Dataset entries
"""

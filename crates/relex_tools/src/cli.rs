//! CLI interface for relex-tools

use clap::{Parser, Subcommand};
use std::path::PathBuf;

#[derive(Parser)]
#[command(name = "relex")]
#[command(about = "Lexer generator driven by postfix-regex rule files")]
#[command(version)]
pub struct Cli {
    #[command(subcommand)]
    pub command: Commands,
}

#[derive(Subcommand)]
pub enum Commands {
    /// Tokenize input files against a rule file
    Lex {
        /// Rule file: one `NAME POSTFIX_PATTERN` line per rule
        #[arg(short, long)]
        rules: PathBuf,

        /// Files to tokenize
        inputs: Vec<PathBuf>,
    },

    /// Export an automaton stage as a Graphviz .dot graph
    Viz {
        /// Rule file: one `NAME POSTFIX_PATTERN` line per rule
        #[arg(short, long)]
        rules: PathBuf,

        /// Pipeline stage to export
        #[arg(short, long, default_value = "min")]
        stage: Stage,

        /// Output file (default: stdout)
        #[arg(short, long)]
        output: Option<PathBuf>,
    },
}

/// Which stage of the pipeline to visualize.
#[derive(Clone, Copy, Debug, PartialEq, Eq)]
pub enum Stage {
    /// The merged NFA, ε-edges and all
    Nfa,
    /// The subset-constructed DFA, before minimization
    Dfa,
    /// The minimized, sink-completed DFA the scanner runs on
    Min,
}

impl std::str::FromStr for Stage {
    type Err = String;

    fn from_str(s: &str) -> Result<Self, Self::Err> {
        match s.to_lowercase().as_str() {
            "nfa" => Ok(Stage::Nfa),
            "dfa" => Ok(Stage::Dfa),
            "min" | "minimized" => Ok(Stage::Min),
            _ => Err(format!("Unknown stage: {s}. Supported: nfa, dfa, min")),
        }
    }
}
//! # Relex
//!
//! A lexer generator driven by named token rules written as postfix regular
//! expressions.
//!
//! ## Overview
//!
//! From a list of `(kind name, postfix pattern)` rules, relex builds one
//! deterministic automaton and tokenizes text against it with longest-match
//! scanning:
//!
//! - **Thompson construction** turns each postfix pattern (`*` star, `.`
//!   concatenation, `|` alternation, `\` escape) into an NFA fragment.
//! - **Merging** joins all fragments into one multi-accepting NFA whose
//!   accept states remember their rule's kind.
//! - **Subset construction** determinizes the merged NFA, preserving the
//!   union of kinds on every accept state.
//! - **Minimization** prunes unreachable and dead states, merges equivalent
//!   states without ever conflating different kind sets, and completes the
//!   automaton with a sink state.
//! - **Scanning** emits, at every position, the longest prefix that reaches
//!   any accepting state, tagged with *all* kinds whose rules accept it.
//!   A lexeme like `if` matching both a keyword rule and an identifier rule
//!   carries both kinds; choosing between them is the caller's business.
//!
//! ## Quick Start
//!
//! ```rust
//! use relex::LexerBuilder;
//!
//! let lexer = LexerBuilder::new()
//!     .rule("KEYWORD", "if.")
//!     .rule("IDENTIFIER", "aa*.")
//!     .build();
//!
//! let result = lexer.tokenize("if aaaa $");
//! assert_eq!(result.tokens.len(), 2);
//! assert_eq!(result.tokens[0].text, "if");
//! assert_eq!(result.tokens[1].text, "aaaa");
//! // '$' starts no token: reported with its character index, then skipped.
//! assert_eq!(result.errors.len(), 1);
//! assert_eq!(result.errors[0].index, 8);
//! ```
//!
//! Rules can also be loaded from line-oriented rule files; see
//! [`rules::parse_rules`].
//!
//! ## Modules
//!
//! - [`lexer`] - rule collection and the compiled lexer
//! - [`rules`] - the rule-file format
//! - [`nfa`] - Thompson construction and the merged NFA
//! - [`dfa`] - subset construction, minimization, completion
//! - [`scanner`] - longest-match tokenization
//! - [`intern`] - token-kind interning and kind sets
//! - [`error`] - diagnostics for compilation and scanning

pub mod dfa;
pub mod error;
pub mod intern;
pub mod lexer;
pub mod nfa;
pub mod rules;
pub mod scanner;

// Re-export commonly used types
pub use dfa::{Dfa, DfaState, DfaStateId, minimize, subset_construction};
pub use error::{CompileError, PatternError, ScanError};
pub use intern::{FrozenInterner, Interner, KindId, KindSet};
pub use lexer::{CompiledLexer, LexerBuilder};
pub use nfa::{Nfa, NfaState, StateId, ThompsonBuilder};
pub use rules::{Rule, parse_rules};
pub use scanner::{ScanResult, Scanner, Token};
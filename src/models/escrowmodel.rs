use bigdecimal::BigDecimal;
use chrono::{DateTime, Utc};
use serde::{Deserialize, Serialize};
use uuid::Uuid;

use super::milestonemodel::{Milestone, MilestoneStatus};

#[derive(Debug, Serialize, Deserialize, Clone, Copy, sqlx::Type, PartialEq, Eq, Hash)]
#[sqlx(type_name = "escrow_status", rename_all = "snake_case")]
#[serde(rename_all = "snake_case")]
pub enum EscrowStatus {
    Pending,
    Active,
    Disputed,
    Released,
    Refunded,
}

impl EscrowStatus {
    pub fn to_str(&self) -> &str {
        match self {
            EscrowStatus::Pending => "pending",
            EscrowStatus::Active => "active",
            EscrowStatus::Disputed => "disputed",
            EscrowStatus::Released => "released",
            EscrowStatus::Refunded => "refunded",
        }
    }

    /// Funds have left custody; nothing may mutate the escrow afterwards.
    pub fn is_terminal(&self) -> bool {
        matches!(self, EscrowStatus::Released | EscrowStatus::Refunded)
    }
}

impl std::fmt::Display for EscrowStatus {
    fn fmt(&self, f: &mut std::fmt::Formatter<'_>) -> std::fmt::Result {
        f.write_str(self.to_str())
    }
}

#[derive(Debug, Serialize, Deserialize, Clone, Copy, sqlx::Type, PartialEq, Eq)]
#[sqlx(type_name = "client_approval_status", rename_all = "snake_case")]
#[serde(rename_all = "snake_case")]
pub enum ClientApprovalStatus {
    None,
    Approved,
    Rejected,
}

#[derive(Debug, Serialize, Deserialize, Clone, Copy, PartialEq, Eq)]
#[serde(tag = "kind", rename_all = "snake_case")]
pub enum DisputeResolution {
    ReleaseToFreelancer,
    RefundToClient,
    /// Percentage of the freelancer's share paid out; the rest of the
    /// milestone amount goes back to the client.
    Partial { freelancer_percent: u8 },
}

impl DisputeResolution {
    pub fn label(&self) -> String {
        match self {
            DisputeResolution::ReleaseToFreelancer => "release_to_freelancer".to_string(),
            DisputeResolution::RefundToClient => "refund_to_client".to_string(),
            DisputeResolution::Partial { freelancer_percent } => {
                format!("partial:{}", freelancer_percent)
            }
        }
    }
}

#[derive(Debug, Clone, Serialize, Deserialize, sqlx::FromRow, PartialEq)]
pub struct Escrow {
    pub id: Uuid,
    pub milestone_id: Uuid,
    pub client_id: Uuid,
    pub freelancer_id: Uuid,
    pub currency: String,
    pub milestone_amount: BigDecimal,
    pub service_charge: BigDecimal,
    pub total_amount: BigDecimal,
    pub amount_to_freelancer: BigDecimal,
    pub status: EscrowStatus,
    pub order_id: Option<String>,
    pub payment_reference: Option<String>,
    pub deliverable_submitted: bool,
    pub deliverable_submitted_at: Option<DateTime<Utc>>,
    pub client_approval_status: ClientApprovalStatus,
    pub dispute_raised: bool,
    pub dispute_reason: Option<String>,
    pub dispute_resolution: Option<String>,
    pub resolution_notes: Option<String>,
    pub release_reason: Option<String>,
    pub released_by: Option<String>,
    pub transfer_id: Option<String>,
    pub refund_id: Option<String>,
    pub version: i64,
    pub created_at: DateTime<Utc>,
    pub activated_at: Option<DateTime<Utc>>,
    pub released_at: Option<DateTime<Utc>>,
    pub refunded_at: Option<DateTime<Utc>>,
}

/// Fee split produced by the platform fee rule for one milestone amount.
#[derive(Debug, Clone, PartialEq, Serialize)]
pub struct FeeQuote {
    pub service_charge: BigDecimal,
    pub total_amount: BigDecimal,
    pub amount_to_freelancer: BigDecimal,
}

impl Escrow {
    pub fn pending_for(milestone: &Milestone, quote: FeeQuote, order_id: String, now: DateTime<Utc>) -> Self {
        Escrow {
            id: Uuid::new_v4(),
            milestone_id: milestone.id,
            client_id: milestone.client_id,
            freelancer_id: milestone.freelancer_id,
            currency: milestone.currency.clone(),
            milestone_amount: milestone.amount.clone(),
            service_charge: quote.service_charge,
            total_amount: quote.total_amount,
            amount_to_freelancer: quote.amount_to_freelancer,
            status: EscrowStatus::Pending,
            order_id: Some(order_id),
            payment_reference: None,
            deliverable_submitted: false,
            deliverable_submitted_at: None,
            client_approval_status: ClientApprovalStatus::None,
            dispute_raised: false,
            dispute_reason: None,
            dispute_resolution: None,
            resolution_notes: None,
            release_reason: None,
            released_by: None,
            transfer_id: None,
            refund_id: None,
            version: 0,
            created_at: now,
            activated_at: None,
            released_at: None,
            refunded_at: None,
        }
    }

    /// Whether the auto-release sweep may pay this escrow out at `now`.
    pub fn auto_release_due(
        &self,
        milestone: &Milestone,
        grace: chrono::Duration,
        now: DateTime<Utc>,
    ) -> bool {
        if self.status != EscrowStatus::Active || self.dispute_raised {
            return false;
        }

        let grace_elapsed = self.deliverable_submitted
            && self
                .deliverable_submitted_at
                .map(|at| now.signed_duration_since(at) >= grace)
                .unwrap_or(false);

        let payment_due = milestone.payment_due(now)
            && self.client_approval_status != ClientApprovalStatus::Rejected;

        grace_elapsed || payment_due
    }
}

/// Domain events appended to the outbox by successful transitions.
#[derive(Debug, Clone, Serialize, Deserialize, PartialEq)]
#[serde(tag = "type", rename_all = "snake_case")]
pub enum EscrowEvent {
    MilestoneCreated {
        milestone_id: Uuid,
        client_id: Uuid,
        freelancer_id: Uuid,
        status: MilestoneStatus,
    },
    MilestoneStatusChanged {
        milestone_id: Uuid,
        from: MilestoneStatus,
        to: MilestoneStatus,
        actor: String,
    },
    FundingRequested {
        escrow_id: Uuid,
        milestone_id: Uuid,
        order_id: String,
        total_amount: BigDecimal,
    },
    EscrowFunded {
        escrow_id: Uuid,
        milestone_id: Uuid,
        total_amount: BigDecimal,
    },
    DeliverableSubmitted {
        escrow_id: Uuid,
        milestone_id: Uuid,
        freelancer_id: Uuid,
    },
    MilestoneReviewed {
        escrow_id: Uuid,
        milestone_id: Uuid,
        approved: bool,
        notes: Option<String>,
    },
    FundsReleased {
        escrow_id: Uuid,
        milestone_id: Uuid,
        freelancer_id: Uuid,
        amount: BigDecimal,
        transfer_id: String,
        actor: String,
    },
    DisputeRaised {
        escrow_id: Uuid,
        milestone_id: Uuid,
        reason: String,
        actor: String,
    },
    DisputeResolved {
        escrow_id: Uuid,
        milestone_id: Uuid,
        resolution: DisputeResolution,
        actor: String,
    },
    EscrowRefunded {
        escrow_id: Uuid,
        milestone_id: Uuid,
        client_id: Uuid,
        amount: BigDecimal,
        refund_id: String,
    },
    PaymentOverdue {
        milestone_id: Uuid,
        client_id: Uuid,
    },
}

impl EscrowEvent {
    pub fn kind(&self) -> &'static str {
        match self {
            EscrowEvent::MilestoneCreated { .. } => "milestone_created",
            EscrowEvent::MilestoneStatusChanged { .. } => "milestone_status_changed",
            EscrowEvent::FundingRequested { .. } => "funding_requested",
            EscrowEvent::EscrowFunded { .. } => "escrow_funded",
            EscrowEvent::DeliverableSubmitted { .. } => "deliverable_submitted",
            EscrowEvent::MilestoneReviewed { .. } => "milestone_reviewed",
            EscrowEvent::FundsReleased { .. } => "funds_released",
            EscrowEvent::DisputeRaised { .. } => "dispute_raised",
            EscrowEvent::DisputeResolved { .. } => "dispute_resolved",
            EscrowEvent::EscrowRefunded { .. } => "escrow_refunded",
            EscrowEvent::PaymentOverdue { .. } => "payment_overdue",
        }
    }

    /// Milestone the event belongs to; outbox rows are keyed by it.
    pub fn milestone_id(&self) -> Uuid {
        match self {
            EscrowEvent::MilestoneCreated { milestone_id, .. }
            | EscrowEvent::MilestoneStatusChanged { milestone_id, .. }
            | EscrowEvent::FundingRequested { milestone_id, .. }
            | EscrowEvent::EscrowFunded { milestone_id, .. }
            | EscrowEvent::DeliverableSubmitted { milestone_id, .. }
            | EscrowEvent::MilestoneReviewed { milestone_id, .. }
            | EscrowEvent::FundsReleased { milestone_id, .. }
            | EscrowEvent::DisputeRaised { milestone_id, .. }
            | EscrowEvent::DisputeResolved { milestone_id, .. }
            | EscrowEvent::EscrowRefunded { milestone_id, .. }
            | EscrowEvent::PaymentOverdue { milestone_id, .. } => *milestone_id,
        }
    }
}

#[derive(Debug, Clone, Serialize, Deserialize, sqlx::FromRow)]
pub struct OutboxEntry {
    pub id: Uuid,
    pub milestone_id: Uuid,
    pub event: sqlx::types::Json<EscrowEvent>,
    pub attempts: i32,
    pub created_at: DateTime<Utc>,
    pub delivered_at: Option<DateTime<Utc>>,
}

"""

WHAT YOU NEED TO DO >> Return all lines from the data above with "currency" in them.

TASK OUTPUT >>
    pub currency: String,
            currency: milestone.currency.clone(),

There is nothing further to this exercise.